Headlines this week hailed a behavioral therapy that parents can deliver to their babies to lessen the intensity of the children’s autism traits and lower their chances of a diagnosis at age 3, but independent experts urge caution: The observed effects were small, and the study’s analysis raises questions.
“Even given the less-than-optimal statistical analyses and weaker-than-ideal outcomes, this is important, relevant and timely work,” says April Benasich, professor of developmental cognitive neuroscience at Rutgers University in Newark, New Jersey, who was not involved in the research.
The study is a follow-up to a 2019 single-blind randomized controlled trial involving 103 babies who showed behavioral signs of autism at 9 to 14 months of age. Six months later, babies who had received the experimental therapy fared no differently than controls on a measure of autism traits.
In the new work, the same team followed 89 of the children to age 3. By then, 12 had been diagnosed with autism, and those in the control group, who had not received the experimental therapy, were three times as likely as those who had to meet diagnostic criteria for the condition, the study shows. The work appeared on Monday in JAMA Pediatrics.
“Although these effects were quite small in magnitude, with uncertain clinical significance,” Benasich says, “it is still worth doing and, importantly, teaches the parents valuable skills in communicating with their children.”
Guiding interactions:
The children in the study all screened positive for signs of autism on the Social Attention and Communication Surveillance-Revised measure at 9 to 14 months old. The tool is most accurate when administered several times, but many children take it only once before being referred to a specialist or not, says lead researcher Andrew Whitehouse, professor of autism research at the Telethon Kids Institute in Western Australia.
The parents of 50 babies learned to deliver the experimental therapy, called iBASIS-Video Interaction to Promote Positive Parenting (iBASIS-VIPP). During 10 biweekly sessions, the parents watched videos of their own interactions with their child, while a trained therapist offered them communication tips. The parents practiced their skills with their children for at least 15 minutes a day over the original five-month study period. The parents of another 53 children did not receive any training, but some received other therapies elsewhere.
The new work reassessed autism traits among 44 children from the control group and 45 children in the treatment group at ages 2 and 3, using the Autism Diagnostic Observation Schedule (ADOS). Clinicians also evaluated the children for autism at age 3.
Those whose parents had gone through training showed less pronounced autism traits than controls, when measured across the time period of 12 months to 3 years old. And three children in the treatment group received an autism diagnosis, compared with nine controls.

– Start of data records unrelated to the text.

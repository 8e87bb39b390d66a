// src/load/parse.rs

use anyhow::{bail, Context, Result};
use csv::{ReaderBuilder, StringRecord};
use serde::{Deserialize, Serialize};
use std::collections::HashSet;
use tracing::{debug, warn};

use crate::dataset::{Column, Dataset, SemanticType, Value};

/// What to do with a record whose field count differs from the header.
#[derive(Debug, Clone, Copy, Default, PartialEq, Eq, Serialize, Deserialize)]
#[serde(rename_all = "lowercase")]
pub enum MalformedRows {
    #[default]
    Skip,
    Fail,
}

pub struct ParseOptions<'a> {
    pub delimiter: u8,
    pub header: bool,
    pub malformed: MalformedRows,
    pub na_values: &'a [String],
}

/// Parse delimited text into an all-text dataset.
///
/// - With `header`, the first record names the columns; otherwise columns are
///   named by position (`"0"`, `"1"`, ...) and the first record is data.
/// - Empty cells (and any of `na_values`) become `Missing`.
pub fn parse_delimited(text: &str, opts: &ParseOptions<'_>) -> Result<Dataset> {
    let mut rdr = ReaderBuilder::new()
        .has_headers(false)
        .flexible(true) // width is checked below, per the malformed-row policy
        .delimiter(opts.delimiter)
        .from_reader(text.as_bytes());

    let mut headers: Option<Vec<String>> = None;
    let mut cells: Vec<Vec<Value>> = Vec::new();
    let mut skipped = 0usize;

    for (idx, result) in rdr.records().enumerate() {
        let record = result.with_context(|| format!("CSV parse error at record {}", idx))?;

        let width = match &headers {
            Some(h) => h.len(),
            None => {
                let names = if opts.header {
                    header_names(&record)
                } else {
                    (0..record.len()).map(|i| i.to_string()).collect()
                };
                let width = names.len();
                cells = (0..width).map(|_| Vec::new()).collect();
                headers = Some(names);
                if opts.header {
                    continue;
                }
                width
            }
        };

        if record.len() != width {
            match opts.malformed {
                MalformedRows::Skip => {
                    debug!(record = idx, fields = record.len(), expected = width, "skipping malformed row");
                    skipped += 1;
                    continue;
                }
                MalformedRows::Fail => bail!(
                    "record {} has {} fields, expected {}",
                    idx,
                    record.len(),
                    width
                ),
            }
        }

        for (col, field) in cells.iter_mut().zip(record.iter()) {
            col.push(to_value(field, opts.na_values));
        }
    }

    if skipped > 0 {
        warn!(skipped, "dropped malformed rows");
    }

    let columns = headers
        .unwrap_or_default()
        .into_iter()
        .zip(cells)
        .map(|(name, values)| Column::new(name, SemanticType::Text, values))
        .collect();
    Ok(Dataset::new(columns)?)
}

fn to_value(field: &str, na_values: &[String]) -> Value {
    if field.is_empty() || na_values.iter().any(|na| na == field) {
        Value::Missing
    } else {
        Value::Text(field.to_string())
    }
}

/// Header cells as column names: blanks become `Unnamed: <i>`, repeats get
/// a `.1`, `.2`, ... suffix.
fn header_names(record: &StringRecord) -> Vec<String> {
    let mut seen: HashSet<String> = HashSet::new();
    record
        .iter()
        .enumerate()
        .map(|(i, raw)| {
            let base = if raw.trim().is_empty() {
                format!("Unnamed: {}", i)
            } else {
                raw.to_string()
            };
            let mut name = base.clone();
            let mut n = 1;
            while seen.contains(&name) {
                name = format!("{}.{}", base, n);
                n += 1;
            }
            seen.insert(name.clone());
            name
        })
        .collect()
}
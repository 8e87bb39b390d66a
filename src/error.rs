// src/error.rs

use std::path::PathBuf;
use thiserror::Error;

type Cause = Box<dyn std::error::Error + Send + Sync + 'static>;

/// Failure kinds surfaced by the public operations.
///
/// Cell-level coercion failures are not errors: the cell becomes
/// [`crate::Value::Missing`].
#[derive(Debug, Error)]
pub enum EtlError {
    #[error("failed to load {location}: {source}")]
    LoadFailure {
        location: String,
        #[source]
        source: Cause,
    },

    #[error("schema mismatch: {0}")]
    SchemaMismatch(String),

    #[error("failed to persist table `{table}`: {source}")]
    PersistFailure {
        table: String,
        #[source]
        source: Cause,
    },

    #[error("invalid configuration {path:?}: {source}")]
    Config {
        path: PathBuf,
        #[source]
        source: Cause,
    },
}

impl EtlError {
    pub fn load(location: impl Into<String>, cause: impl Into<Cause>) -> Self {
        EtlError::LoadFailure {
            location: location.into(),
            source: cause.into(),
        }
    }

    pub fn persist(table: impl Into<String>, cause: impl Into<Cause>) -> Self {
        EtlError::PersistFailure {
            table: table.into(),
            source: cause.into(),
        }
    }

    pub fn config(path: impl Into<PathBuf>, cause: impl Into<Cause>) -> Self {
        EtlError::Config {
            path: path.into(),
            source: cause.into(),
        }
    }

    pub fn schema(msg: impl Into<String>) -> Self {
        EtlError::SchemaMismatch(msg.into())
    }
}
// src/config/mod.rs

use anyhow::{anyhow, bail, Context, Result};
use serde::{Deserialize, Serialize};
use std::{
    collections::{BTreeMap, HashSet},
    fs,
    path::{Path, PathBuf},
};

use crate::error::EtlError;
use crate::load::Source;
use crate::persist::SqliteStore;
use crate::transform::{Step, Transformer};

fn default_database() -> PathBuf {
    PathBuf::from("data/tabload.sqlite")
}

/// All configured datasets plus the default store.
#[derive(Debug, Clone, PartialEq, Serialize, Deserialize)]
#[serde(deny_unknown_fields)]
pub struct Config {
    #[serde(default = "default_database")]
    pub database: PathBuf,
    pub datasets: Vec<DatasetConfig>,
}

/// How one dataset is loaded, shaped and stored.
#[derive(Debug, Clone, PartialEq, Serialize, Deserialize)]
#[serde(deny_unknown_fields)]
pub struct DatasetConfig {
    pub name: String,
    /// Target table; defaults to `name`.
    #[serde(default)]
    pub table: Option<String>,
    /// Store for this dataset; defaults to the top-level `database`.
    #[serde(default)]
    pub database: Option<PathBuf>,
    pub source: Source,
    /// Auxiliary datasets `join` steps can refer to. Loaded, never persisted.
    #[serde(default)]
    pub lookups: BTreeMap<String, Lookup>,
    #[serde(default)]
    pub steps: Vec<Step>,
}

#[derive(Debug, Clone, PartialEq, Serialize, Deserialize)]
#[serde(deny_unknown_fields)]
pub struct Lookup {
    pub source: Source,
    #[serde(default)]
    pub steps: Vec<Step>,
}

impl DatasetConfig {
    pub fn table_name(&self) -> &str {
        self.table.as_deref().unwrap_or(&self.name)
    }

    pub fn store(&self, default_db: &Path) -> SqliteStore {
        SqliteStore::new(self.database.as_deref().unwrap_or(default_db))
    }

    pub fn transformer(&self) -> Transformer {
        Transformer::new(self.steps.clone())
    }
}

impl Config {
    /// Read a `.yaml`/`.yml` or `.json` configuration file.
    pub fn from_path(path: impl AsRef<Path>) -> Result<Self, EtlError> {
        let path = path.as_ref();
        Self::read(path).map_err(|e| EtlError::config(path, e))
    }

    fn read(path: &Path) -> Result<Self> {
        let text =
            fs::read_to_string(path).with_context(|| format!("reading {}", path.display()))?;
        let ext = path
            .extension()
            .and_then(|e| e.to_str())
            .unwrap_or("")
            .to_ascii_lowercase();

        let config: Config = match ext.as_str() {
            "yaml" | "yml" => serde_yaml::from_str(&text).context("parsing YAML")?,
            "json" => serde_json::from_str(&text).context("parsing JSON")?,
            other => bail!("unsupported config extension: .{other}"),
        };
        config.validate()?;
        Ok(config)
    }

    pub fn from_yaml_str(text: &str) -> Result<Self, EtlError> {
        let parsed: Result<Config> = serde_yaml::from_str::<Config>(text)
            .context("parsing YAML")
            .and_then(|c| c.validate().map(|_| c));
        parsed.map_err(|e| EtlError::config("<inline>", e))
    }

    fn validate(&self) -> Result<()> {
        let mut names = HashSet::new();
        for ds in &self.datasets {
            if !names.insert(ds.name.as_str()) {
                return Err(anyhow!("dataset `{}` is defined twice", ds.name));
            }
            if ds.table_name().trim().is_empty() {
                return Err(anyhow!("dataset `{}` has an empty table name", ds.name));
            }
        }
        Ok(())
    }

    pub fn dataset(&self, name: &str) -> Option<&DatasetConfig> {
        self.datasets.iter().find(|d| d.name == name)
    }
}
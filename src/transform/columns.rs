// src/transform/columns.rs

use crate::dataset::{Column, ColumnRef, ColumnSpec, Dataset};
use crate::error::EtlError;

use super::coerce::coerce_column;

/// Keep exactly `refs`, in the given order.
pub fn select(ds: Dataset, refs: &[ColumnRef]) -> Result<Dataset, EtlError> {
    let positions = refs
        .iter()
        .map(|r| ds.resolve(r))
        .collect::<Result<Vec<_>, _>>()?;

    let mut slots: Vec<Option<Column>> = ds.into_columns().into_iter().map(Some).collect();
    let mut picked = Vec::with_capacity(positions.len());
    for (pos, r) in positions.into_iter().zip(refs) {
        let col = slots[pos]
            .take()
            .ok_or_else(|| EtlError::schema(format!("column {} selected twice", r)))?;
        picked.push(col);
    }
    Dataset::new(picked)
}

/// Rename the columns referenced by `specs`; the others keep their names.
/// All sources are resolved against the input before any renaming.
pub fn rename(ds: Dataset, specs: &[ColumnSpec]) -> Result<Dataset, EtlError> {
    let targets = specs
        .iter()
        .map(|s| Ok((ds.resolve(&s.source)?, s.name.clone())))
        .collect::<Result<Vec<_>, EtlError>>()?;

    let mut columns = ds.into_columns();
    for (pos, name) in targets {
        if let Some(name) = name {
            columns[pos].name = name;
        }
    }
    // duplicate names are rejected here
    Dataset::new(columns)
}

/// Declarative column rules: select the sources in order, rename them, and
/// coerce those that declare a type.
pub fn apply_specs(ds: Dataset, specs: &[ColumnSpec]) -> Result<Dataset, EtlError> {
    let sources: Vec<ColumnRef> = specs.iter().map(|s| s.source.clone()).collect();
    let selected = select(ds, &sources)?;

    let positional: Vec<ColumnSpec> = specs
        .iter()
        .enumerate()
        .map(|(i, s)| ColumnSpec {
            source: ColumnRef::Index(i),
            name: s.name.clone(),
            ty: s.ty,
        })
        .collect();
    let renamed = rename(selected, &positional)?;

    let columns = renamed
        .into_columns()
        .into_iter()
        .zip(specs)
        .map(|(col, spec)| match spec.ty {
            Some(ty) => coerce_column(col, ty),
            None => col,
        })
        .collect();
    Dataset::new(columns)
}

#[cfg(test)]
mod tests {
    use super::*;
    use crate::dataset::{SemanticType, Value};

    fn stops() -> Dataset {
        Dataset::new(vec![
            Column::texts("stop_id", ["1", "2"]),
            Column::texts("stop_code", ["A", "B"]),
            Column::texts("stop_name", ["Fulda ZOB", "Hünfeld"]),
            Column::texts("zone_id", ["2001", "x"]),
        ])
        .unwrap()
    }

    #[test]
    fn select_reorders_and_drops() -> anyhow::Result<()> {
        let ds = select(stops(), &["zone_id".into(), ColumnRef::Index(0)])?;
        assert_eq!(ds.column_names(), vec!["zone_id", "stop_id"]);
        assert_eq!(ds.num_rows(), 2);
        Ok(())
    }

    #[test]
    fn select_unknown_column_fails() {
        let res = select(stops(), &["stop_lat".into()]);
        assert!(matches!(res, Err(EtlError::SchemaMismatch(_))));
        let res = select(stops(), &[ColumnRef::Index(9)]);
        assert!(matches!(res, Err(EtlError::SchemaMismatch(_))));
    }

    #[test]
    fn select_same_column_twice_fails() {
        let res = select(stops(), &["stop_id".into(), ColumnRef::Index(0)]);
        assert!(matches!(res, Err(EtlError::SchemaMismatch(_))));
    }

    #[test]
    fn rename_is_simultaneous() -> anyhow::Result<()> {
        // swapping two names must not trip the uniqueness check
        let ds = rename(
            stops(),
            &[
                ColumnSpec::new("stop_id", "stop_code", None),
                ColumnSpec::new("stop_code", "stop_id", None),
            ],
        )?;
        assert_eq!(
            ds.column_names(),
            vec!["stop_code", "stop_id", "stop_name", "zone_id"]
        );
        Ok(())
    }

    #[test]
    fn rename_to_existing_name_fails() {
        let res = rename(stops(), &[ColumnSpec::new("stop_code", "stop_name", None)]);
        assert!(matches!(res, Err(EtlError::SchemaMismatch(_))));
    }

    #[test]
    fn rename_then_select_equals_select_then_rename() -> anyhow::Result<()> {
        let specs = [
            ColumnSpec::new("stop_id", "id", None),
            ColumnSpec::new("zone_id", "zone", None),
        ];

        let a = select(rename(stops(), &specs)?, &["zone".into(), "id".into()])?;
        let b = rename(
            select(stops(), &["zone_id".into(), "stop_id".into()])?,
            &specs,
        )?;
        assert_eq!(a, b);
        Ok(())
    }

    #[test]
    fn specs_select_rename_and_coerce() -> anyhow::Result<()> {
        let ds = apply_specs(
            stops(),
            &[
                ColumnSpec::new(0usize, "id", Some(SemanticType::Integer)),
                ColumnSpec::new("stop_name", "name", None),
                ColumnSpec::new(3usize, "zone", Some(SemanticType::Integer)),
            ],
        )?;
        assert_eq!(ds.column_names(), vec!["id", "name", "zone"]);
        let zone = ds.column("zone").unwrap();
        assert_eq!(zone.ty, SemanticType::Integer);
        assert_eq!(zone.values, vec![Value::Integer(2001), Value::Missing]);
        assert_eq!(ds.column("name").unwrap().ty, SemanticType::Text);
        Ok(())
    }
}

“The children falling below the diagnostic threshold still had developmental difficulties,” Whitehouse says. “However, what this study showed was that by working with each child’s unique differences, rather than trying to counter them, iBASIS-VIPP therapy has effectively supported their development throughout the early childhood years.”
The results jibe with studies of the same therapy in younger siblings of autistic children — so-called ‘baby sibs,’ who are about 20 times as likely to have autism as the general population. After their parents were trained using iBASIS-VIPP, the baby sibs showed a significant reduction in autism traits at age 3 as measured by the ADOS or the Autism Observation Scale for Infants, a 2017 study found.
Ethical issues:
The study’s primary outcome, trait severity differences, was statistically significant according to a one-tailed test, which examines only whether a treatment is more effective than the control condition. But the choice of a one-tailed test rather than a more stringent two-tailed one — which accounts for the possibility that a treatment may be either more or less effective than treatment as usual — boosted the odds that the findings would be statistically significant, Benasich says.
“That analytical choice precludes the opportunity to explore an effect in the other direction and, given the weak statistical results at one-tailed level, the likelihood is that the two-tailed results would not or did not reach significance,” Benasich says.
Autism diagnoses at age 3, the study’s secondary outcome, did meet conventional statistical significance thresholds for two-tailed testing, though a preregistered plan for conducting the study called for a one-tailed test, Whitehouse says.
The small number of participants also lessens confidence in the findings, says Regina Nuzzo, senior advisor for statistics communication at the American Statistical Association, who was not involved in the study.
Statistics notwithstanding, the investigation presents a “very rare” example of a research team doing everything in its power to evaluate an early autism intervention with minimal risks of bias, says Kristen Bottema-Beutel, associate professor of teaching, curriculum and society at Boston College in Massachusetts, who was not involved in the work.
“They checked all the boxes that researchers never check,” she says. For instance, the team preregistered its hypotheses and detailed how they randomized the groups.
But the premise of the study — what Bottema-Beutel calls a preemptive intervention to keep people from becoming autistic — raises ethical concerns, she says. “Many autistic traits are just differences, they’re not necessarily something that’s going to make it more difficult for you to achieve developmental milestones.”
The team is sensitive to this concern, Whitehouse says. “Our focus on supporting parent-child interactions is to support and enrich the social environment around the baby — creating learning opportunities for the baby that are tailored to the child’s unique abilities.”
He and his colleagues plan to continue following the children to see whether the effects detected in the study endure.